• [Prompt]: A word-for-word restatement of every entry is what is needed here.

======== Material for the task

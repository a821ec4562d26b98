//! Runs every saved strategy once against the scheduled market.
//!
//! Each strategy is isolated: a failure is logged and collected, and the
//! batch moves on to the next strategy.

use crate::domain::backtest::{run_backtest_request, BacktestSettings};
use crate::domain::error::StrategistError;
use crate::domain::rule_config::{BacktestRequest, SavedStrategy};
use crate::ports::data_port::DataPort;
use crate::ports::strategy_store_port::{StoredStrategy, StrategyRunSummary, StrategyStore};
use chrono::{NaiveDateTime, Utc};
use tracing::{error, info};

pub const DEFAULT_SYMBOL: &str = "TCS.NS";
pub const DEFAULT_RANGE: &str = "1y";
pub const DEFAULT_INTERVAL: &str = "1d";

#[derive(Debug, Clone, PartialEq, Eq)]
pub struct ScheduleSettings {
    pub symbol: String,
    pub range: String,
    pub interval: String,
}

impl Default for ScheduleSettings {
    fn default() -> Self {
        Self {
            symbol: DEFAULT_SYMBOL.to_string(),
            range: DEFAULT_RANGE.to_string(),
            interval: DEFAULT_INTERVAL.to_string(),
        }
    }
}

#[derive(Debug)]
pub struct StrategyFailure {
    pub strategy_id: String,
    pub strategy_name: String,
    pub error: StrategistError,
}

#[derive(Debug, Default)]
pub struct BatchSummary {
    pub succeeded: Vec<StrategyRunSummary>,
    pub failed: Vec<StrategyFailure>,
}

impl BatchSummary {
    pub fn total(&self) -> usize {
        self.succeeded.len() + self.failed.len()
    }
}

/// Builds the request a saved strategy runs with under `schedule`.
pub fn scheduled_request(
    stored: &StoredStrategy,
    schedule: &ScheduleSettings,
) -> Result<BacktestRequest, StrategistError> {
    let saved = SavedStrategy::from_json(&stored.rules_json)?;
    Ok(BacktestRequest {
        stock_symbol: schedule.symbol.clone(),
        range: schedule.range.clone(),
        interval: schedule.interval.clone(),
        entry: saved.entry_config(),
        exit: saved.exit_config(),
    })
}

fn run_one(
    stored: &StoredStrategy,
    store: &dyn StrategyStore,
    data: &dyn DataPort,
    schedule: &ScheduleSettings,
    settings: &BacktestSettings,
    ran_at: NaiveDateTime,
) -> Result<StrategyRunSummary, StrategistError> {
    let request = scheduled_request(stored, schedule)?;
    let result = run_backtest_request(data, &request, settings)?;

    let summary = StrategyRunSummary {
        strategy_id: stored.id.clone(),
        strategy_name: stored.name.clone(),
        symbol: request.stock_symbol,
        range: request.range,
        interval: request.interval,
        profit_loss: result.profit_loss,
        total_trades: result.total_trades,
        win_rate: result.win_rate,
        ran_at,
    };
    store.record_run(&summary)?;
    Ok(summary)
}

pub fn run_saved_strategies(
    store: &dyn StrategyStore,
    data: &dyn DataPort,
    schedule: &ScheduleSettings,
    settings: &BacktestSettings,
) -> Result<BatchSummary, StrategistError> {
    let strategies = store.list_strategies()?;
    info!(count = strategies.len(), symbol = %schedule.symbol, "running saved strategies");

    let mut summary = BatchSummary::default();
    for stored in &strategies {
        let ran_at = Utc::now().naive_utc();
        match run_one(stored, store, data, schedule, settings, ran_at) {
            Ok(run) => {
                info!(
                    strategy = %stored.name,
                    profit_loss = run.profit_loss,
                    trades = run.total_trades,
                    "strategy run recorded"
                );
                summary.succeeded.push(run);
            }
            Err(e) => {
                error!(strategy_id = %stored.id, strategy = %stored.name, error = %e, "strategy run failed");
                summary.failed.push(StrategyFailure {
                    strategy_id: stored.id.clone(),
                    strategy_name: stored.name.clone(),
                    error: e,
                });
            }
        }
    }

    info!(
        succeeded = summary.succeeded.len(),
        failed = summary.failed.len(),
        "batch finished"
    );
    Ok(summary)
}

================

• [Response to this task]:
repository a821ec4562d26b98
//! Runs every saved strategy once against the scheduled market.
//!
//! Each strategy is isolated: a failure is logged and collected, and the
//! batch moves on to the next strategy.

use crate::domain::backtest::{run_backtest_request, BacktestSettings};
use crate::domain::error::StrategistError;
use crate::domain::rule_config::{BacktestRequest, SavedStrategy};
use crate::ports::data_port::DataPort;
use crate::ports::strategy_store_port::{StoredStrategy, StrategyRunSummary, StrategyStore};
use chrono::{NaiveDateTime, Utc};
use tracing::{error, info};

pub const DEFAULT_SYMBOL: &str = "TCS.NS";
pub const DEFAULT_RANGE: &str = "1y";
pub const DEFAULT_INTERVAL: &str = "1d";

#[derive(Debug, Clone, PartialEq, Eq)]
pub struct ScheduleSettings {
    pub symbol: String,
    pub range: String,
    pub interval: String,
}

impl Default for ScheduleSettings {
    fn default() -> Self {
        Self {
            symbol: DEFAULT_SYMBOL.to_string(),
            range: DEFAULT_RANGE.to_string(),
            interval: DEFAULT_INTERVAL.to_string(),
        }
    }
}

#[derive(Debug)]
pub struct StrategyFailure {
    pub strategy_id: String,
    pub strategy_name: String,
    pub error: StrategistError,
}

#[derive(Debug, Default)]
pub struct BatchSummary {
    pub succeeded: Vec<StrategyRunSummary>,
    pub failed: Vec<StrategyFailure>,
}

impl BatchSummary {
    pub fn total(&self) -> usize {
        self.succeeded.len() + self.failed.len()
    }
}

/// Builds the request a saved strategy runs with under `schedule`.
pub fn scheduled_request(
    stored: &StoredStrategy,
    schedule: &ScheduleSettings,
) -> Result<BacktestRequest, StrategistError> {
    let saved = SavedStrategy::from_json(&stored.rules_json)?;
    Ok(BacktestRequest {
        stock_symbol: schedule.symbol.clone(),
        range: schedule.range.clone(),
        interval: schedule.interval.clone(),
        entry: saved.entry_config(),
        exit: saved.exit_config(),
    })
}

fn run_one(
    stored: &StoredStrategy,
    store: &dyn StrategyStore,
    data: &dyn DataPort,
    schedule: &ScheduleSettings,
    settings: &BacktestSettings,
    ran_at: NaiveDateTime,
) -> Result<StrategyRunSummary, StrategistError> {
    let request = scheduled_request(stored, schedule)?;
    let result = run_backtest_request(data, &request, settings)?;

    let summary = StrategyRunSummary {
        strategy_id: stored.id.clone(),
        strategy_name: stored.name.clone(),
        symbol: request.stock_symbol,
        range: request.range,
        interval: request.interval,
        profit_loss: result.profit_loss,
        total_trades: result.total_trades,
        win_rate: result.win_rate,
        ran_at,
    };
    store.record_run(&summary)?;
    Ok(summary)
}

pub fn run_saved_strategies(
    store: &dyn StrategyStore,
    data: &dyn DataPort,
    schedule: &ScheduleSettings,
    settings: &BacktestSettings,
) -> Result<BatchSummary, StrategistError> {
    let strategies = store.list_strategies()?;
    info!(count = strategies.len(), symbol = %schedule.symbol, "running saved strategies");

    let mut summary = BatchSummary::default();
    for stored in &strategies {
        let ran_at = Utc::now().naive_utc();
        match run_one(stored, store, data, schedule, settings, ran_at) {
            Ok(run) => {
                info!(
                    strategy = %stored.name,
                    profit_loss = run.profit_loss,
                    trades = run.total_trades,
                    "strategy run recorded"
                );
                summary.succeeded.push(run);
            }
            Err(e) => {
                error!(strategy_id = %stored.id, strategy = %stored.name, error = %e, "strategy run failed");
                summary.failed.push(StrategyFailure {
                    strategy_id: stored.id.clone(),
                    strategy_name: stored.name.clone(),
                    error: e,
                });
            }
        }
    }

    info!(
        succeeded = summary.succeeded.len(),
        failed = summary.failed.len(),
        "batch finished"
    );
    Ok(summary)
}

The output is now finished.